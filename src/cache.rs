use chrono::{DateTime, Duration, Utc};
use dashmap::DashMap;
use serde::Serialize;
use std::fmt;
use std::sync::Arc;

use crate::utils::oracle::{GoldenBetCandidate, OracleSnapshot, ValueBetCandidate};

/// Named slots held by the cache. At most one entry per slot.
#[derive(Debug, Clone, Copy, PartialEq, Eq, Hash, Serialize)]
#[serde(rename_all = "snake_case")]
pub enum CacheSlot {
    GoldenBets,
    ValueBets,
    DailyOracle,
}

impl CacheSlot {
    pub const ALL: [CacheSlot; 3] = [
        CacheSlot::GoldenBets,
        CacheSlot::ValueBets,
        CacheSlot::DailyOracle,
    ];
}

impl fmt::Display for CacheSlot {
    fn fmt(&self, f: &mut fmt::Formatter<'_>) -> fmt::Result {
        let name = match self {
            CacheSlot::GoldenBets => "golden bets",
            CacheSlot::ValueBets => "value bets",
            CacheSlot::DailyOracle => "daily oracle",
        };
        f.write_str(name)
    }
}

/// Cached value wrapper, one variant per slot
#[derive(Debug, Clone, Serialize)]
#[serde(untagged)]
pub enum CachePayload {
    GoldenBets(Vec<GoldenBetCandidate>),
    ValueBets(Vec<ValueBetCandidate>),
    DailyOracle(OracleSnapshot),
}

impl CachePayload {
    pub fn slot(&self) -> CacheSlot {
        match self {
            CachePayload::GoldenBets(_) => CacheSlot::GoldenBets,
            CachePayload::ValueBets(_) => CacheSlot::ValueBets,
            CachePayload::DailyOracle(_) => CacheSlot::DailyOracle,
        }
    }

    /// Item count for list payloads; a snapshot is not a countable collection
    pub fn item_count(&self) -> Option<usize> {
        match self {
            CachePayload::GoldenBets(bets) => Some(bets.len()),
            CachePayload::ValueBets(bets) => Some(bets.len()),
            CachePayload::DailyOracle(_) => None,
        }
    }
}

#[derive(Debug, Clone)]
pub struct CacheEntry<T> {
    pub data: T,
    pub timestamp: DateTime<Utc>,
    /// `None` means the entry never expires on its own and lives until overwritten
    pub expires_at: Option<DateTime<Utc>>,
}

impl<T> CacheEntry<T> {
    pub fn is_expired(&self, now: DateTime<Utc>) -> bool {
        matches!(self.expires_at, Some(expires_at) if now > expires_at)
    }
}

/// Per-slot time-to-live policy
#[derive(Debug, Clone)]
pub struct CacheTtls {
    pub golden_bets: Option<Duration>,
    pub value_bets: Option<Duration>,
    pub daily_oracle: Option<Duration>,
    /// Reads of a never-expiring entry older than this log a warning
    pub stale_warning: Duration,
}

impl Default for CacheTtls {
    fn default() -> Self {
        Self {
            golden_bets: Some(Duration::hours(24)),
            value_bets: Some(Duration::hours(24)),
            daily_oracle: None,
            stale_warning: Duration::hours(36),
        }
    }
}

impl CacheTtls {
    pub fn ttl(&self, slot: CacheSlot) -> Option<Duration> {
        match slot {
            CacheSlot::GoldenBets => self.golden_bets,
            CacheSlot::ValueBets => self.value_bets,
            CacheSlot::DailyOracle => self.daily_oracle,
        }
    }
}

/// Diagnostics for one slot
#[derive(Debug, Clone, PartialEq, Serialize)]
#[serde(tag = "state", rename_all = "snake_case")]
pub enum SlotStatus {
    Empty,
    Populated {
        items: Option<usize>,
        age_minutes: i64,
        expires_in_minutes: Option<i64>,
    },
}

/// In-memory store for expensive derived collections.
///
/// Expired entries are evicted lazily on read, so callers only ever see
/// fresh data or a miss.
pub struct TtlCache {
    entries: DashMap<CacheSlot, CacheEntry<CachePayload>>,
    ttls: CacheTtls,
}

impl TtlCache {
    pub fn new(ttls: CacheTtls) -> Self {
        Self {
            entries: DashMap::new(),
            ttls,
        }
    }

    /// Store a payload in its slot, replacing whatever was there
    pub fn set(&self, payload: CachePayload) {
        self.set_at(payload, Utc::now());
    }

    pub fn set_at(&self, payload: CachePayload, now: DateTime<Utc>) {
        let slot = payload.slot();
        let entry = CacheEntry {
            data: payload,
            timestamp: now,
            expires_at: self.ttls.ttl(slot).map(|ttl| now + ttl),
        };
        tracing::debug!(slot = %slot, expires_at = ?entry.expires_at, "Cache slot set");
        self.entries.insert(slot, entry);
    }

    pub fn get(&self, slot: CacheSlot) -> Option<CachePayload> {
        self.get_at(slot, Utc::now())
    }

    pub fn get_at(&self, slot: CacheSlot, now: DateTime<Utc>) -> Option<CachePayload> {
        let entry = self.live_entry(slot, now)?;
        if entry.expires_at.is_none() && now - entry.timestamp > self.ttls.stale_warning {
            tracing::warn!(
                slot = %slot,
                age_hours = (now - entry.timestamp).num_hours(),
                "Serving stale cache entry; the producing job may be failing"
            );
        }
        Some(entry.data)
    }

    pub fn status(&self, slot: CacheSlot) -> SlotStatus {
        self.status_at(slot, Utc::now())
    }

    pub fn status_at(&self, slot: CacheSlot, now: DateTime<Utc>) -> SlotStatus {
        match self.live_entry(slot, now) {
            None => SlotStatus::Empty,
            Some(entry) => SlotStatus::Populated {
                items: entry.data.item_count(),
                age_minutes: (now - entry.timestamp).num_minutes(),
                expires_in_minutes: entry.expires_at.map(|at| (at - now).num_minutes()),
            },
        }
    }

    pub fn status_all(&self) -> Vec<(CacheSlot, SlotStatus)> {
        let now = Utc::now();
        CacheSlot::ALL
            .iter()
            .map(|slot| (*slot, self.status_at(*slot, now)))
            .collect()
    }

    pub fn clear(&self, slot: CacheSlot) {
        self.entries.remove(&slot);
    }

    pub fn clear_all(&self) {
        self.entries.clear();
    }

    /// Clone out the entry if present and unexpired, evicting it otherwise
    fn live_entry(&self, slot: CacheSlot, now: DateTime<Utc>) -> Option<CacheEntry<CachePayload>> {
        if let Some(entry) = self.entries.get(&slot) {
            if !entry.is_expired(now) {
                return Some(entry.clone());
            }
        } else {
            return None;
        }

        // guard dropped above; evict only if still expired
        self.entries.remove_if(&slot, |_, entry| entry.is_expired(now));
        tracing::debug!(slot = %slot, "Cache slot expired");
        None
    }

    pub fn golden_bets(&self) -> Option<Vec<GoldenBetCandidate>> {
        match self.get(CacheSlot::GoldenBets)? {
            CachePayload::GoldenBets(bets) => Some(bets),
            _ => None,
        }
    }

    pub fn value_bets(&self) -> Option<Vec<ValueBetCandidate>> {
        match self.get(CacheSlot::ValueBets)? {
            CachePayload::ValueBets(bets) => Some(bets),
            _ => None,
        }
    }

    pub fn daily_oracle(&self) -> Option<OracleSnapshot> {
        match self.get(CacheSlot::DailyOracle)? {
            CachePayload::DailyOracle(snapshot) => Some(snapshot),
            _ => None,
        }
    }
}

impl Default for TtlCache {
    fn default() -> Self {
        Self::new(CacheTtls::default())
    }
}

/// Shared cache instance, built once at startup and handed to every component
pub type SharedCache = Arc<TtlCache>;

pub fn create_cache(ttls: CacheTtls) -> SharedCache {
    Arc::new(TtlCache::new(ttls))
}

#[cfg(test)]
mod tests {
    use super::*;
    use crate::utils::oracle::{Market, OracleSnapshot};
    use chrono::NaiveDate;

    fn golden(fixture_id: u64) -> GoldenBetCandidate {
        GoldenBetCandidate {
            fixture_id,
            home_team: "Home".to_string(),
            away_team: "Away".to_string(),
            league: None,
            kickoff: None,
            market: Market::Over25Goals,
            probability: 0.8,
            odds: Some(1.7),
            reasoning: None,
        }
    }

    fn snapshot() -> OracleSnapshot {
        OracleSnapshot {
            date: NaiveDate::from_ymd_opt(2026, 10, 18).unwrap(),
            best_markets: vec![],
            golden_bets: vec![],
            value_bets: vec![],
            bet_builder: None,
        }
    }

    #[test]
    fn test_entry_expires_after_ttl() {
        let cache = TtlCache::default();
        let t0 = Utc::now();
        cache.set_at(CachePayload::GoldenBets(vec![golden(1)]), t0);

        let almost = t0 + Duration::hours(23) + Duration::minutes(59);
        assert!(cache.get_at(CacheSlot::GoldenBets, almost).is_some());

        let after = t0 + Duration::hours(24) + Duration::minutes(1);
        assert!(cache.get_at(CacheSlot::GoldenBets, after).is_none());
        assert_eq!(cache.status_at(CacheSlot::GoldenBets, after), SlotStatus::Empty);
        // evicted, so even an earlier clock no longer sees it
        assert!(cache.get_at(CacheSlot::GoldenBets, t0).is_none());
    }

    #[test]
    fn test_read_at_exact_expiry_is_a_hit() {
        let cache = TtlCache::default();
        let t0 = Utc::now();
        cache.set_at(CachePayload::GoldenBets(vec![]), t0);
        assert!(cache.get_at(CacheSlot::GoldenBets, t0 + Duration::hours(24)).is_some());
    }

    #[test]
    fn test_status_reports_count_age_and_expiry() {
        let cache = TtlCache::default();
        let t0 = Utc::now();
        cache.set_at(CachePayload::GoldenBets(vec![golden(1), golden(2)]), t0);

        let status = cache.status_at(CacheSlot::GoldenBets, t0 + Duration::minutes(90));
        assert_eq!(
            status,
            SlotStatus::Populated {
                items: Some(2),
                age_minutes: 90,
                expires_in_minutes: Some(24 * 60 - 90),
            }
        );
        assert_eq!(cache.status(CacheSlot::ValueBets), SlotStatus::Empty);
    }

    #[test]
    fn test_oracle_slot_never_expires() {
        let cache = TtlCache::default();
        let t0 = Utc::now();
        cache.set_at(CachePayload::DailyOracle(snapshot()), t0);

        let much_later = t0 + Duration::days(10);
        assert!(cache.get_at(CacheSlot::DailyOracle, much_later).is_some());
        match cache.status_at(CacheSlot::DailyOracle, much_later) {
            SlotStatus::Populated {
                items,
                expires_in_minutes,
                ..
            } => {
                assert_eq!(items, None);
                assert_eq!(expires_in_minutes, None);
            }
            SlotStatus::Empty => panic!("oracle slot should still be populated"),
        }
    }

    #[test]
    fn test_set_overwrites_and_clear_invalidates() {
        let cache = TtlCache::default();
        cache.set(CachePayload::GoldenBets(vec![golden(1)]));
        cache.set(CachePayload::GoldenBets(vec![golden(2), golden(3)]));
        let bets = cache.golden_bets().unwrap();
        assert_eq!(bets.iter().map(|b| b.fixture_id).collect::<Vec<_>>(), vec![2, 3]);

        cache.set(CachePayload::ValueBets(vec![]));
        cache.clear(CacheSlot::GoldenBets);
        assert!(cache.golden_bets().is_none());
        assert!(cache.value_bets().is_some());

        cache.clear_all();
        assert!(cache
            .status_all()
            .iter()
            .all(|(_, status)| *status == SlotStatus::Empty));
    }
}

Exercise directions: Say how many lines in the entries contain the string "GoldenBetCandidate". Nothing else belongs in the reply.

Final answer: 5